A Mathura Court has rejected the bail plea of three men who were booked and arrested along with Kerala journalist Siddique Kappan, while they were on their way to a village in Hathras last month, Live Law reported on Saturday.

Atif-ur-Rahman, Masood Ahmad and Mohammad Alam, along with Kappan, were illegally detained on October 5 while they were travelling to meet the family of the 19-year-old Dalit woman from Hathras who was gangraped by four Thakur men. A day later, the four of them were booked under sections of the Unlawful Activities (Prevention) Act and other provisions of the Indian Penal Code, including sedition.

Rehman is a student, Ahmad is an activist who is pursuing a PhD, and the third accused Alam, is a cab driver.

The Uttar Pradesh Police alleged that the four men are linked to the Popular Front of India, a Kerala-based organisation that the state government has sought to be banned for its alleged involvement in the violence during the protests against the contentious Citizenship Amendment Act. The case registered against them relates to the alleged conspiracy to instigate riots along caste lines and defame the state government over the rape-and-murder case.

At a hearing on Friday, Additional District and Sessions Judge Mayur Jain rejected their bail applications, citing the “gravity of charges” against the four men, according to The Hindu. Besides sedition, the accused are facing charges of promoting enmity between different groups on ground of religion and deliberate and malicious acts intended to outrage religious feelings.

The court delivered three separate orders but all of them stated that the bail pleas were liable to be rejected due to the embargo created under Section 43D (5) of the UAPA that the Court could not grant bail.

Section 43D(5) of the UAPA states that bail cannot be granted to a person accused of being involved in terrorist activities if the public prosecutor has not been given a reasonable opportunity of being heard. It mandates that if the court is convinced, after receiving evidence from the case diary or report, that the accusations against the person are prima facie true, bail would not be granted to the accused.

In this backdrop, the judge observed that if the accused is facing prosecution under the UAPA, the court has to determine — on the basis of the material in the case or a chargesheet filed by the police — as to whether there are reasonable grounds for believing the accusations against them are true.

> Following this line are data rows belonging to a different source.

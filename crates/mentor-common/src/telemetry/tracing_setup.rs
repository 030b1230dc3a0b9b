//! Tracing and logging setup
//!
//! Configures the `tracing` subscriber with environment-based filtering.

use tracing::Level;
use tracing_subscriber::{
    fmt::{self, format::FmtSpan},
    layer::SubscriberExt,
    util::SubscriberInitExt,
    EnvFilter,
};

use crate::config::Environment;

/// Tracing configuration options
#[derive(Debug, Clone)]
pub struct TracingConfig {
    /// Default level when `RUST_LOG` is unset
    pub level: Level,
    /// Enable JSON output format
    pub json: bool,
    /// Include span close events (with busy/idle timings)
    pub span_events: bool,
    /// Include file and line numbers
    pub file_line: bool,
    /// Include the span list in JSON output
    pub span_list: bool,
}

impl Default for TracingConfig {
    fn default() -> Self {
        Self {
            level: Level::INFO,
            json: false,
            span_events: false,
            file_line: true,
            span_list: false,
        }
    }
}

impl TracingConfig {
    /// Development configuration with debug logging
    #[must_use]
    pub fn development() -> Self {
        Self {
            level: Level::DEBUG,
            json: false,
            span_events: true,
            file_line: true,
            span_list: false,
        }
    }

    /// Production configuration with JSON logging
    #[must_use]
    pub fn production() -> Self {
        Self {
            level: Level::INFO,
            json: true,
            span_events: false,
            file_line: false,
            span_list: true,
        }
    }

    /// Pick the configuration matching the deployment environment
    #[must_use]
    pub fn for_environment(env: Environment) -> Self {
        match env {
            Environment::Development => Self::development(),
            Environment::Staging | Environment::Production => Self::production(),
        }
    }

    fn filter(&self) -> EnvFilter {
        // sqlx logs every statement at info; keep it quiet unless asked for
        EnvFilter::try_from_default_env()
            .unwrap_or_else(|_| EnvFilter::new(format!("{},sqlx=warn", self.level)))
    }

    fn span_events(&self) -> FmtSpan {
        if self.span_events {
            FmtSpan::CLOSE
        } else {
            FmtSpan::NONE
        }
    }
}

/// Install the global subscriber.
///
/// Safe to call more than once; later calls return `AlreadyInitialized`.
pub fn try_init_tracing(config: &TracingConfig) -> Result<(), TracingError> {
    let registry = tracing_subscriber::registry().with(config.filter());

    if config.json {
        let fmt_layer = fmt::layer()
            .json()
            .with_current_span(true)
            .with_span_list(config.span_list)
            .with_file(config.file_line)
            .with_line_number(config.file_line)
            .with_span_events(config.span_events());

        registry
            .with(fmt_layer)
            .try_init()
            .map_err(|_| TracingError::AlreadyInitialized)
    } else {
        let fmt_layer = fmt::layer()
            .with_file(config.file_line)
            .with_line_number(config.file_line)
            .with_span_events(config.span_events());

        registry
            .with(fmt_layer)
            .try_init()
            .map_err(|_| TracingError::AlreadyInitialized)
    }
}

/// Tracing initialization errors
#[derive(Debug, thiserror::Error)]
pub enum TracingError {
    #[error("Tracing subscriber already initialized")]
    AlreadyInitialized,
}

The court also took into account the allegations of the prosecution that the accused sought to create disharmony and sought to “propagate anti-national emotions among the youth”. “In this context, the the allegations against the accused are grave in nature,” the judge observed as he rejected the bail pleas.

Advocate Madhuvan Chaturvedi, appearing for the accused, told The Hindu they will approach the High Court for bail. “A habeas corpus petition of the three men is already listed in the Allahabad High Court and the hearing is on November 17,” he said.

The Kerala Union of Working Journalists had filed a habeas corpus petition in the Supreme Court challenging Kappan’s custody. On October 12, a bench headed by Chief Justice SA Bobde said it would hear a plea after four weeks and that the petitioner could approach the Allahabad high court in the interim.

Kappan’s petition is listed in the Supreme Court and is likely to be heard on November 16.

The rape case

On September 14, four upper-caste Thakur men had tortured and raped the Dalit woman. She died on September 29, a day after being moved to the Safdarjung Hospital in Delhi. She had suffered multiple fractures and other serious injuries, and was left paralysed. The four men have been arrested. However, the woman was hastily cremated by police against her family’s will, while they had been locked indoors. This led to outrage and protests across the country.

The Uttar Pradesh Police filed 19 FIRs in connection with the case, claiming that there is an “international conspiracy” to defame the Chief Minister Adityanath’s government and to create caste-based tensions.

The Uttar Pradesh administration has also consistently denied that the woman was raped, based on a report from the forensic lab that had said there were no traces of sperm in samples taken from her. However, the chief medical officer at Jawaharlal Nehru Medical College – where the woman was admitted – said the forensic lab’s report “holds no value” as it relied on samples taken 11 days after the crime was committed.